And his body had accepted their weight as part of itself.
— They're here. — Hector whispered. — Almost certain.
— How many?
— At least three. Maybe four. A small pack, but vicious.
— Humans?
— Not... Not anymore.
A tight knot formed in Thomas's gut.
There were kids missing in the area. Two, according to Hector.
And a third… gone for less than 48 hours.
That's when they heard it.
A cry. Faint amd distant, but unmistakably human.
— This way. — Hector pointed toward a cluster of roofless houses.
They advanced through abandoned alleys, crossing fallen walls and overgrown debris.
And then they saw her.
A girl. No older than nine.
Collapsed between two old tires.
Clothes torn. Breathing shallow.
Surrounding her… three creatures.
They didn't hide.
They didn't move fast.
They fed on fear.
Low-class Yandus, but still breathing deformities:
One had feline limbs and primate claws.
Another, hairless white skin, inverted eyes, and a fish-like jaw.
The third... looked human, but with oversized arms and pupils like cracked skies.
Hector didn't hesitate.
He leapt.
Thomas followed.
The first Yandu charged, but Hector intercepted with a spin.
The blade sliced the air — dry, clean — and black blood sprayed like thick ink.
The creature dropped before it could register what hit it.
The second tried to scale a wall.
Thomas reacted.
He drew one of the daggers and threw it — just as he had trained.
The weapon sliced through the air, burying itself in the creature's leg.
It howled and collapsed.
Thomas was already on the move.
He vaulted the broken wall, twisted mid-air, and landed both feet on the Yandu's chest.

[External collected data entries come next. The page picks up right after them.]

//! Optional per-stage metrics observer.
//!
//! Nothing is timed unless a recorder is installed with
//! [`set_pipeline_metrics`].

use std::sync::{Arc, OnceLock, RwLock};
use std::time::{Duration, Instant};

use transformers::{TransformError, TransformerKind};

/// Metrics observer for pipeline stages.
pub trait PipelineMetrics: Send + Sync {
    /// Called once per stage run by [`Compose`](crate::Compose), after the
    /// stage finished or failed.
    fn record_stage(
        &self,
        step: &str,
        kind: TransformerKind,
        latency: Duration,
        result: Result<(), &TransformError>,
    );
}

/// Install or clear the global pipeline metrics recorder.
pub fn set_pipeline_metrics(recorder: Option<Arc<dyn PipelineMetrics>>) {
    let mut guard = metrics_lock()
        .write()
        .unwrap_or_else(|poisoned| poisoned.into_inner());
    *guard = recorder;
}

fn metrics_lock() -> &'static RwLock<Option<Arc<dyn PipelineMetrics>>> {
    static METRICS: OnceLock<RwLock<Option<Arc<dyn PipelineMetrics>>>> = OnceLock::new();
    METRICS.get_or_init(|| RwLock::new(None))
}

fn metrics_recorder() -> Option<Arc<dyn PipelineMetrics>> {
    let guard = metrics_lock()
        .read()
        .unwrap_or_else(|poisoned| poisoned.into_inner());
    guard.clone()
}

pub(crate) struct MetricsSpan {
    recorder: Arc<dyn PipelineMetrics>,
    start: Instant,
}

impl MetricsSpan {
    pub(crate) fn start() -> Option<Self> {
        metrics_recorder().map(|recorder| Self {
            recorder,
            start: Instant::now(),
        })
    }

    pub(crate) fn record_stage(
        self,
        step: &str,
        kind: TransformerKind,
        result: Result<(), &TransformError>,
    ) {
        self.recorder
            .record_stage(step, kind, self.start.elapsed(), result);
    }
}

The creature hit the ground.
Thomas drove the second dagger into its neck.
The third Yandu screamed.
But it wasn't a normal scream — it was hellish. Agony and hunger in one.

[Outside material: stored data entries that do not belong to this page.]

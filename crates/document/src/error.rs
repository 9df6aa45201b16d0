use thiserror::Error;

/// Errors raised while building document-level values.
#[derive(Debug, Error, Clone, PartialEq, Eq)]
pub enum DocumentError {
    #[error("invalid embedding: {0}")]
    InvalidEmbedding(String),
}
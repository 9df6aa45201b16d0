use transformers::{Document, Registry, Transformer};

struct Case {
    name: &'static str,
    input: &'static str,
    steps: &'static [&'static str],
    expected_cleaned: &'static str,
    expected_tokens: &'static [&'static str],
}

fn run(steps: &[&str], input: &str) -> Document {
    let stages = Registry::global()
        .build_all(steps)
        .unwrap_or_else(|e| panic!("steps {steps:?} failed to build: {e}"));
    let mut doc = Document::new(input);
    for stage in &stages {
        stage
            .apply_in_place(&mut doc)
            .unwrap_or_else(|e| panic!("{} failed: {e}", stage.identity()));
    }
    doc
}

#[test]
fn golden_corpus_regression() {
    let cases = [
        Case {
            name: "numbers_then_lowercase",
            input: "Test 123 document.",
            steps: &["CleanNumber()", "BasicTokenizer()", "CaseTokens()"],
            expected_cleaned: "Test  document.",
            expected_tokens: &["test", "document."],
        },
        Case {
            name: "markup_and_whitespace",
            input: "<p>Hello   <b>World</b></p>\n\n&amp; more",
            steps: &["CleanMarkup()", "CleanWhitespace()", "BasicTokenizer()"],
            expected_cleaned: "Hello World & more",
            expected_tokens: &["Hello", "World", "&", "more"],
        },
        Case {
            name: "urls_and_emails",
            input: "mail me@site.org or visit www.site.org now",
            steps: &["CleanEmail()", "CleanURL()", "CleanWhitespace()", "BasicTokenizer()"],
            expected_cleaned: "mail or visit now",
            expected_tokens: &["mail", "or", "visit", "now"],
        },
        Case {
            name: "accents_and_unicode_forms",
            input: "Caf\u{00E9} cafe\u{0301} \u{FB01}ne",
            steps: &["CleanAccents()", "BasicTokenizer()", "NormalizeUnicode()"],
            expected_cleaned: "Cafe cafe fine",
            expected_tokens: &["Cafe", "cafe", "fine"],
        },
        Case {
            name: "word_tokens_without_punctuation",
            input: "Hello, world! It's here.",
            steps: &["WordTokenizer()", "RemovePunctuation()", "CaseTokens(mode='upper')"],
            expected_cleaned: "Hello, world! It's here.",
            expected_tokens: &["HELLO", "", "WORLD", "", "ITS", "HERE", ""],
        },
        Case {
            name: "stop_words_case_insensitive",
            input: "The cat and THE hat",
            steps: &[
                "BasicTokenizer()",
                "RemoveStopWords(language='english', case_sensitive=False)",
            ],
            expected_cleaned: "The cat and THE hat",
            expected_tokens: &["", "cat", "", "", "hat"],
        },
        Case {
            name: "punctuation_cleaner_before_split",
            input: "a.b,c d!",
            steps: &["CleanPunctuation()", "BasicTokenizer()"],
            expected_cleaned: "abc d",
            expected_tokens: &["abc", "d"],
        },
    ];

    for case in cases {
        let doc = run(case.steps, case.input);

        assert_eq!(doc.original(), case.input, "original changed for {}", case.name);
        assert_eq!(
            doc.cleaned, case.expected_cleaned,
            "cleaned mismatch for {}",
            case.name
        );
        assert_eq!(
            doc.token_texts(),
            case.expected_tokens,
            "tokens mismatch for {}",
            case.name
        );
        assert_eq!(
            doc.steps().len(),
            case.steps.len(),
            "step log length for {}",
            case.name
        );
    }
}

#[test]
fn embedding_stage_closes_the_corpus_pipeline() {
    let doc = run(
        &[
            "CleanNumber()",
            "BasicTokenizer()",
            "CaseTokens(mode='lower')",
            "HashEmbeddings(dim=16, apply_doc='mean', normalize=False)",
        ],
        "Test 123 document.",
    );

    let tokens = doc.tokens.as_ref().expect("tokenized");
    assert!(tokens.iter().all(|t| t.embedded.as_ref().map(|e| e.dim()) == Some(16)));
    assert_eq!(doc.embedded.as_ref().map(|e| e.dim()), Some(16));

    let again = run(
        &doc.steps().iter().map(String::as_str).collect::<Vec<_>>(),
        doc.original(),
    );
    assert_eq!(again, doc);
}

Thomas froze. Just for a second. A fraction of a breath.
But that was enough.
The creature lunged. Its long arms wrapped around his torso.
Teeth sank into his left shoulder with brutal force.

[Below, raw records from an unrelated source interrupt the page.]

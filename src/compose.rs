//! The pipeline orchestrator.
//!
//! [`Compose`] runs its stages strictly in order. Copy application clones the
//! incoming document once, up front, and runs every stage in place on that
//! clone. The first failing stage aborts the run and its error is returned
//! unchanged; nothing is undone automatically.
//!
//! Reconstruction ([`Compose::from_steps`]) and rollback
//! ([`Compose::rollback_document`]) rebuild stages from the identity strings
//! recorded in `Document::steps`, through a [`Registry`].

use std::fmt;

use document::Document;
use tracing::{Level, info, span};
use transformers::{Registry, TransformError, Transformer};

use crate::metrics::MetricsSpan;

/// An ordered list of pipeline stages.
#[derive(Debug, Default)]
pub struct Compose {
    stages: Vec<Box<dyn Transformer>>,
}

impl Compose {
    pub fn new(stages: Vec<Box<dyn Transformer>>) -> Self {
        Self { stages }
    }

    pub fn transformers(&self) -> &[Box<dyn Transformer>] {
        &self.stages
    }

    pub fn len(&self) -> usize {
        self.stages.len()
    }

    pub fn is_empty(&self) -> bool {
        self.stages.is_empty()
    }

    /// Appends a stage to the end of the pipeline.
    pub fn push(&mut self, stage: Box<dyn Transformer>) -> &mut Self {
        self.stages.push(stage);
        self
    }

    /// `Compose([a(), b()])`.
    pub fn identity(&self) -> String {
        let inner = self
            .stages
            .iter()
            .map(|stage| stage.identity())
            .collect::<Vec<_>>()
            .join(", ");
        format!("Compose([{inner}])")
    }

    /// Runs every stage on a deep copy of `doc` and returns the copy.
    ///
    /// `doc` is never touched, even when a stage fails part way.
    pub fn apply(&self, doc: &Document) -> Result<Document, TransformError> {
        let mut copy = doc.clone();
        self.run(&mut copy, false)?;
        Ok(copy)
    }

    /// Runs every stage directly on `doc`.
    ///
    /// On failure, stages before the failing one have already been applied
    /// and stay applied.
    pub fn apply_in_place(&self, doc: &mut Document) -> Result<(), TransformError> {
        self.run(doc, true)
    }

    /// Runs the pipeline on a fresh document built from `text`.
    pub fn apply_text(&self, text: &str) -> Result<Document, TransformError> {
        let mut doc = Document::new(text);
        self.run(&mut doc, true)?;
        Ok(doc)
    }

    fn run(&self, doc: &mut Document, inplace: bool) -> Result<(), TransformError> {
        let span = span!(Level::INFO, "nlpiper.compose", stages = self.stages.len(), inplace);
        let _guard = span.enter();

        for stage in &self.stages {
            let metrics = MetricsSpan::start();
            let result = stage.apply_in_place(doc);
            if let Some(metrics) = metrics {
                metrics.record_stage(&stage.identity(), stage.kind(), result.as_ref().copied());
            }
            result?;
        }
        Ok(())
    }

    /// Rebuilds a pipeline from recorded step strings using the built-in
    /// transformers.
    pub fn from_steps<S: AsRef<str>>(steps: &[S]) -> Result<Self, TransformError> {
        Self::from_steps_with(Registry::global(), steps)
    }

    /// Rebuilds a pipeline from recorded step strings using `registry`.
    ///
    /// An unknown name fails with
    /// [`TransformError::UnknownTransformer`], naming the failing index and
    /// the whole step list.
    pub fn from_steps_with<S: AsRef<str>>(
        registry: &Registry,
        steps: &[S],
    ) -> Result<Self, TransformError> {
        Ok(Self::new(registry.build_all(steps)?))
    }

    /// Returns `doc` as it was before its last `num_steps` stages.
    ///
    /// The kept prefix of `doc.steps()` is rebuilt with
    /// [`from_steps`](Self::from_steps) and replayed on a fresh document made
    /// from `doc.original()`. `doc` itself is never modified.
    ///
    /// Fails with a value error when `doc` has no steps or `num_steps` is
    /// outside `1..=doc.steps().len()`.
    pub fn rollback_document(doc: &Document, num_steps: isize) -> Result<Document, TransformError> {
        Self::rollback_document_with(Registry::global(), doc, num_steps)
    }

    /// [`rollback_document`](Self::rollback_document) against a caller registry,
    /// for documents built with custom transformers.
    pub fn rollback_document_with(
        registry: &Registry,
        doc: &Document,
        num_steps: isize,
    ) -> Result<Document, TransformError> {
        let steps = doc.steps();
        if steps.is_empty() {
            return Err(TransformError::Value("no steps to rollback".to_string()));
        }
        let remove = usize::try_from(num_steps)
            .ok()
            .filter(|n| (1..=steps.len()).contains(n))
            .ok_or_else(|| {
                TransformError::Value(format!(
                    "num_steps must be between 1 and {}, got {num_steps}",
                    steps.len()
                ))
            })?;

        let keep = &steps[..steps.len() - remove];
        let pipeline = Self::from_steps_with(registry, keep)?;
        info!(
            kept = keep.len(),
            removed = remove,
            "rollback_document"
        );
        pipeline.apply(&Document::new(doc.original()))
    }
}

impl fmt::Display for Compose {
    fn fmt(&self, f: &mut fmt::Formatter<'_>) -> fmt::Result {
        f.write_str(&self.identity())
    }
}

impl From<Vec<Box<dyn Transformer>>> for Compose {
    fn from(stages: Vec<Box<dyn Transformer>>) -> Self {
        Self::new(stages)
    }
}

Thomas hit the ground, rolling, trying to shove it off with his elbow.
But the Yandu was strong. Stronger than he expected.
A burning pain surged through his collarbone.
He heard a crack — bones straining.
He screamed.
Not in pain.
In defiance.
With his right arm free, he stabbed the dagger into the creature's side and twisted.
The sound was grotesque. The creature shrieked.
Thomas used the momentum to reverse their positions — now on top, hammering the Yandu's face with the dagger's hilt, black blood splattering.
And then, finding the perfect angle, he drove the blade deep into its neck and rolled away.
Panting and bleeding, but alive.
The creature writhed. Its Ayvu began collapsing.
Its eyes blinked, struggling to hold shape, to survive — to trigger a core burst.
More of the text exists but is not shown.